• _Data under study_
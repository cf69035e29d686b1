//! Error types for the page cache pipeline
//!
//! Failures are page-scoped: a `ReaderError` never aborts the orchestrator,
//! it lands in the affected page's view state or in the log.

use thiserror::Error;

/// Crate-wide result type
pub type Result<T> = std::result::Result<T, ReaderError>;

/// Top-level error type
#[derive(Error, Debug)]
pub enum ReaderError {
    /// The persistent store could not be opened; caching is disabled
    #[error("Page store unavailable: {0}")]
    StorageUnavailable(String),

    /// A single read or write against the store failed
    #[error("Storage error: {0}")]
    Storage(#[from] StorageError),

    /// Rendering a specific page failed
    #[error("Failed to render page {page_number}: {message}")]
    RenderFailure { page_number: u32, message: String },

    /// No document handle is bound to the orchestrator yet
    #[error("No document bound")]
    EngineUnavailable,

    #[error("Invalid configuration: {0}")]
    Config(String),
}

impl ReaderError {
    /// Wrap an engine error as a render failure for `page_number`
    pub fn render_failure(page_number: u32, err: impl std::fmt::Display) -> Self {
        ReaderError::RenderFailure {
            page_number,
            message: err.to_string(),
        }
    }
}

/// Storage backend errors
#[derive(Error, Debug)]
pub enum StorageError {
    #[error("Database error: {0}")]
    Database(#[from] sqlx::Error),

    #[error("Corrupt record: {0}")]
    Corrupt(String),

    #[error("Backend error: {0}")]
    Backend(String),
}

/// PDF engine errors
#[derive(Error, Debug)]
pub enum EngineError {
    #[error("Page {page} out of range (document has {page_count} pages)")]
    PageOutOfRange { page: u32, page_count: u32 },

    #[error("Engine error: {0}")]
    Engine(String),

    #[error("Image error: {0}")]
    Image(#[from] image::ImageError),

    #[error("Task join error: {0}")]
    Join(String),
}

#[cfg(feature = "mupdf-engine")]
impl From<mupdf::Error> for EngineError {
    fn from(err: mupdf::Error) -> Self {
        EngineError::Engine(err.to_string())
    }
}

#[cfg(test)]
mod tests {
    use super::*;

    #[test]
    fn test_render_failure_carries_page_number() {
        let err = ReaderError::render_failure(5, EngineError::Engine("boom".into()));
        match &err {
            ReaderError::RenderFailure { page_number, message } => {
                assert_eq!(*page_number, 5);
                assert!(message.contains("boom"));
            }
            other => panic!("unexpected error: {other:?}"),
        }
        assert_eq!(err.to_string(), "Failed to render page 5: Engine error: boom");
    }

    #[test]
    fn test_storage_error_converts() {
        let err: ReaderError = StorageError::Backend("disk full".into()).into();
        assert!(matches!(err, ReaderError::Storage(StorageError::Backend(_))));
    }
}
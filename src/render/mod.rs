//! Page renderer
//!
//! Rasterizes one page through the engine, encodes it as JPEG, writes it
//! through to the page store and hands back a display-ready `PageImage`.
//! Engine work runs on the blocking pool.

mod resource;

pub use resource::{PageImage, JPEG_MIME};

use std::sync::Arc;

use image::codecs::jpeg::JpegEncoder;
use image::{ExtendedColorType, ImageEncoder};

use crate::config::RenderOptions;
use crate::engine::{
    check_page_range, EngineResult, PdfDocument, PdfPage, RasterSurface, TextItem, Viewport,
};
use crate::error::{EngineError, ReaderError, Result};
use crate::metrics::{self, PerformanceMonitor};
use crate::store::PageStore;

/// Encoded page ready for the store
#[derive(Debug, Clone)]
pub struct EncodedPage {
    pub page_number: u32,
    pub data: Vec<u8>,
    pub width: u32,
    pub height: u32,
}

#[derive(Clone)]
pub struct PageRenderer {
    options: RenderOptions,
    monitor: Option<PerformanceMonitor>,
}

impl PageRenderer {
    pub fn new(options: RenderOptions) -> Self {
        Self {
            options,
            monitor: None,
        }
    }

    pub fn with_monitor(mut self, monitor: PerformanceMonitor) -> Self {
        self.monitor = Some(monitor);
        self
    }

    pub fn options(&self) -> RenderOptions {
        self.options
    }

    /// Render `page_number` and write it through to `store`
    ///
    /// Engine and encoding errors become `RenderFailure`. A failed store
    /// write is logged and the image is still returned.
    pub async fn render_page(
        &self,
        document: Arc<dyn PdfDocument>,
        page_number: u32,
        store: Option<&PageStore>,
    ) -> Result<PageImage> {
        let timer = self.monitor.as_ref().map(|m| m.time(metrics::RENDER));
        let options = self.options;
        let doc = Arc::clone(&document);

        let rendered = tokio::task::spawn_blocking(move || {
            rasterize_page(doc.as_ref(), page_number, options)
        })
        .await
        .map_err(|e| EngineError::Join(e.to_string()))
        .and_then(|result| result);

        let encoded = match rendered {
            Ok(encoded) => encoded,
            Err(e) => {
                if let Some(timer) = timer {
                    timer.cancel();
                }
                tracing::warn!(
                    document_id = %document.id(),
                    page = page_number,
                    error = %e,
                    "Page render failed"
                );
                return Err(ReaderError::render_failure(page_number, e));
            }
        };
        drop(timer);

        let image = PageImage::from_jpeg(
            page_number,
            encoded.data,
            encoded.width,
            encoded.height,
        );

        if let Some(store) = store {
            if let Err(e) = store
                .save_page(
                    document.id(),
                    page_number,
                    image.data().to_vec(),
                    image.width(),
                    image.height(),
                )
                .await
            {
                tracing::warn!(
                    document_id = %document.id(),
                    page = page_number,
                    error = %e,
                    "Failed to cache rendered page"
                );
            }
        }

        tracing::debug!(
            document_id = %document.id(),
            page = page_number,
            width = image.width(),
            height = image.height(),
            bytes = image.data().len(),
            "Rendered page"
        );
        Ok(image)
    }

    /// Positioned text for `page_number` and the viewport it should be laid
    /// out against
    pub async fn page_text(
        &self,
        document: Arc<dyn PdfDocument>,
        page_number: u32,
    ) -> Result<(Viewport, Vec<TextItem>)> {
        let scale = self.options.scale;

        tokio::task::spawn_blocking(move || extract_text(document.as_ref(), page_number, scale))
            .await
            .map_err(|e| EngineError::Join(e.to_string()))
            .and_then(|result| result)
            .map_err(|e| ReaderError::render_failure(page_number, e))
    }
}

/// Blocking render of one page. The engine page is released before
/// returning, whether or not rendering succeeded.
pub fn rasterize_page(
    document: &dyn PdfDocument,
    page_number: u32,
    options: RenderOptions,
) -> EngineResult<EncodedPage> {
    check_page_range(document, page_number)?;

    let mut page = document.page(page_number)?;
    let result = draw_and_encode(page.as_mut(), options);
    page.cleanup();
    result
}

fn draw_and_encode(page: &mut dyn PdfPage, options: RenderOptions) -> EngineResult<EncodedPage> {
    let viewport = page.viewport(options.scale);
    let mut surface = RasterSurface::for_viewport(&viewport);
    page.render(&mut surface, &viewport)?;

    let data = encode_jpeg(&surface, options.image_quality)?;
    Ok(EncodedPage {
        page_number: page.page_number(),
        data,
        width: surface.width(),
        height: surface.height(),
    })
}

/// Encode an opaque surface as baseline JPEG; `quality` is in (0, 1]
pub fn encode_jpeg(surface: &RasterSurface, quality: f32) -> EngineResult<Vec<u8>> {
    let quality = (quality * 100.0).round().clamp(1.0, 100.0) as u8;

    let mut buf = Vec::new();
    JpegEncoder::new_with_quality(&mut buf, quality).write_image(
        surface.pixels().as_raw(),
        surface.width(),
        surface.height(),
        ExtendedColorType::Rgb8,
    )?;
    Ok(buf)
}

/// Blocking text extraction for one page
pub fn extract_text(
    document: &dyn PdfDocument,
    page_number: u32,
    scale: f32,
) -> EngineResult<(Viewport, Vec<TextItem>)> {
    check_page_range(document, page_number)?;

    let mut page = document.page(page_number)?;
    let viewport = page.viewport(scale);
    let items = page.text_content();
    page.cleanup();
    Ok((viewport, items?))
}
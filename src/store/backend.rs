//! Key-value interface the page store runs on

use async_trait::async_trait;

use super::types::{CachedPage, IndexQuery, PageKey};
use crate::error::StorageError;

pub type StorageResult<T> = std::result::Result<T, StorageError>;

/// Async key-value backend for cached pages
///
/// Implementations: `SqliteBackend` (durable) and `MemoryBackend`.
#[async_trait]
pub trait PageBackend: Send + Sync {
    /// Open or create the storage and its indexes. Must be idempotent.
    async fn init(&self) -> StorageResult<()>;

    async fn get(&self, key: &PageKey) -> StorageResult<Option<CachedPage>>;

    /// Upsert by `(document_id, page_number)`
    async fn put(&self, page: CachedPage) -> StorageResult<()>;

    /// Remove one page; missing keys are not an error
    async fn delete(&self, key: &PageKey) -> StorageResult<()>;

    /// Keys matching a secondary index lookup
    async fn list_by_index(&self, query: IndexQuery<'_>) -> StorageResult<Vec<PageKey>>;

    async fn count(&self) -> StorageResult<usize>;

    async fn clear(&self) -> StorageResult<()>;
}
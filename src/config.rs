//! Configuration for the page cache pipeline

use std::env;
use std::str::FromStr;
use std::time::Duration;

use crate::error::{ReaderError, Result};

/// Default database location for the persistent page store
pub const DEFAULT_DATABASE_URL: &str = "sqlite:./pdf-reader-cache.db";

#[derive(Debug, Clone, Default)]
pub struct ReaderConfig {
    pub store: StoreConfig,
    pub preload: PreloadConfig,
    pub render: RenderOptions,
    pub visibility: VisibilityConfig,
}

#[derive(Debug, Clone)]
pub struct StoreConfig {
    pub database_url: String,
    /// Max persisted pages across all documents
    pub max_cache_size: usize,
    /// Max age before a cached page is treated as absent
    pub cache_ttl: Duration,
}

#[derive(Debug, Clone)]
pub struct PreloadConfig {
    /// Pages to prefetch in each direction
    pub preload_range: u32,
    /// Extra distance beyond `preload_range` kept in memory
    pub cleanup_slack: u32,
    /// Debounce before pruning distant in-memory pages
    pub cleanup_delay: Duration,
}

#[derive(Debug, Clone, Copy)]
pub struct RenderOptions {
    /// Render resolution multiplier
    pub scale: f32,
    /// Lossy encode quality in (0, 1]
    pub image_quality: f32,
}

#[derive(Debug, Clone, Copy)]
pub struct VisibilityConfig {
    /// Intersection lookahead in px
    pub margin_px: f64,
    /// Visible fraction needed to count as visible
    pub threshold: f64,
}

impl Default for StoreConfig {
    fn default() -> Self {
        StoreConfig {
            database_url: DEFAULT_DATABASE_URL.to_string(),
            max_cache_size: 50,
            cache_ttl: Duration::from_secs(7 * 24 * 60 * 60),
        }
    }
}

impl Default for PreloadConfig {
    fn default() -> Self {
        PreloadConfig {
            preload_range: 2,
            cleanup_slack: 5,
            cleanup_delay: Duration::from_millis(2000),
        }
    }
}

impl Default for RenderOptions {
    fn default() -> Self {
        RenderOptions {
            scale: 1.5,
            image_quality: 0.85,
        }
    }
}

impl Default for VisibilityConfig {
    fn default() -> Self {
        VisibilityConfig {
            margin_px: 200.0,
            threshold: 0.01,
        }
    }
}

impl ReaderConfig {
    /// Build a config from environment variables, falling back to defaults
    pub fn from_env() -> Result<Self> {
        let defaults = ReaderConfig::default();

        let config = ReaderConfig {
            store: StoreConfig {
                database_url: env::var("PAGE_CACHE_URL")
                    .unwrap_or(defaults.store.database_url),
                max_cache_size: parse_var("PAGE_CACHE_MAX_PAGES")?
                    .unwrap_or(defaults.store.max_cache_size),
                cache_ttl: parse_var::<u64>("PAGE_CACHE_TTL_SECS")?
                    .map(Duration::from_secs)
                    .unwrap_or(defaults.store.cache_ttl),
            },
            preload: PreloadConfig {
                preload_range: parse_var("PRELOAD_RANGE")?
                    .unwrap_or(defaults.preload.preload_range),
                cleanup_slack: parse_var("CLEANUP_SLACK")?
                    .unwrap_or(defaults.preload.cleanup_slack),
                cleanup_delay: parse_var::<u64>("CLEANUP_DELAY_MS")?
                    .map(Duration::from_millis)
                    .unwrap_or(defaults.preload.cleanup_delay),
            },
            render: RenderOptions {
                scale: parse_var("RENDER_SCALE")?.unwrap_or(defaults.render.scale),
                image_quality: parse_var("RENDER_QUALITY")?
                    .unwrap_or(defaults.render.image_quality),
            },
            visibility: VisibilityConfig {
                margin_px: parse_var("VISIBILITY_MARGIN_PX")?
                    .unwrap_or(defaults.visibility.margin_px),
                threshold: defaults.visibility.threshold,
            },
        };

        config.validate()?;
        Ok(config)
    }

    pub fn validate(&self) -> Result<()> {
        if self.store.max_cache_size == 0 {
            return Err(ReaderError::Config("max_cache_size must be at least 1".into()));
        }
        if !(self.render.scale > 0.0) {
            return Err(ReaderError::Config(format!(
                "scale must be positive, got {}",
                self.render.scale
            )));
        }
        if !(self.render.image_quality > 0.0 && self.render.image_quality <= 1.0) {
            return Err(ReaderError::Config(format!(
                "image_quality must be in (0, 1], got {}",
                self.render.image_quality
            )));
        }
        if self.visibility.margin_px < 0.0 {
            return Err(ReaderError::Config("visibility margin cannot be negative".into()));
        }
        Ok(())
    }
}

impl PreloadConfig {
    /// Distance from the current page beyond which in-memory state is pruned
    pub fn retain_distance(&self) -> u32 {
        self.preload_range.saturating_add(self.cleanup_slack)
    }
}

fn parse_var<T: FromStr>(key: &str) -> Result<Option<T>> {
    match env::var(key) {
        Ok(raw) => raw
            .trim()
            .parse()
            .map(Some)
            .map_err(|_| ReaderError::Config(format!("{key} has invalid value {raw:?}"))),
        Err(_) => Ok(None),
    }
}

• _Task details_
Using the entries above, extract exactly the span from the line with "the orchestrator yet" to the line with "out of range", both lines included; leave out everything else.

• _Task solution_
    /// No document handle is bound to the orchestrator yet
    #[error("No document bound")]
    EngineUnavailable,

    #[error("Invalid configuration: {0}")]
    Config(String),
}

impl ReaderError {
    /// Wrap an engine error as a render failure for `page_number`
    pub fn render_failure(page_number: u32, err: impl std::fmt::Display) -> Self {
        ReaderError::RenderFailure {
            page_number,
            message: err.to_string(),
        }
    }
}

/// Storage backend errors
#[derive(Error, Debug)]
pub enum StorageError {
    #[error("Database error: {0}")]
    Database(#[from] sqlx::Error),

    #[error("Corrupt record: {0}")]
    Corrupt(String),

    #[error("Backend error: {0}")]
    Backend(String),
}

/// PDF engine errors
#[derive(Error, Debug)]
pub enum EngineError {
    #[error("Page {page} out of range (document has {page_count} pages)")]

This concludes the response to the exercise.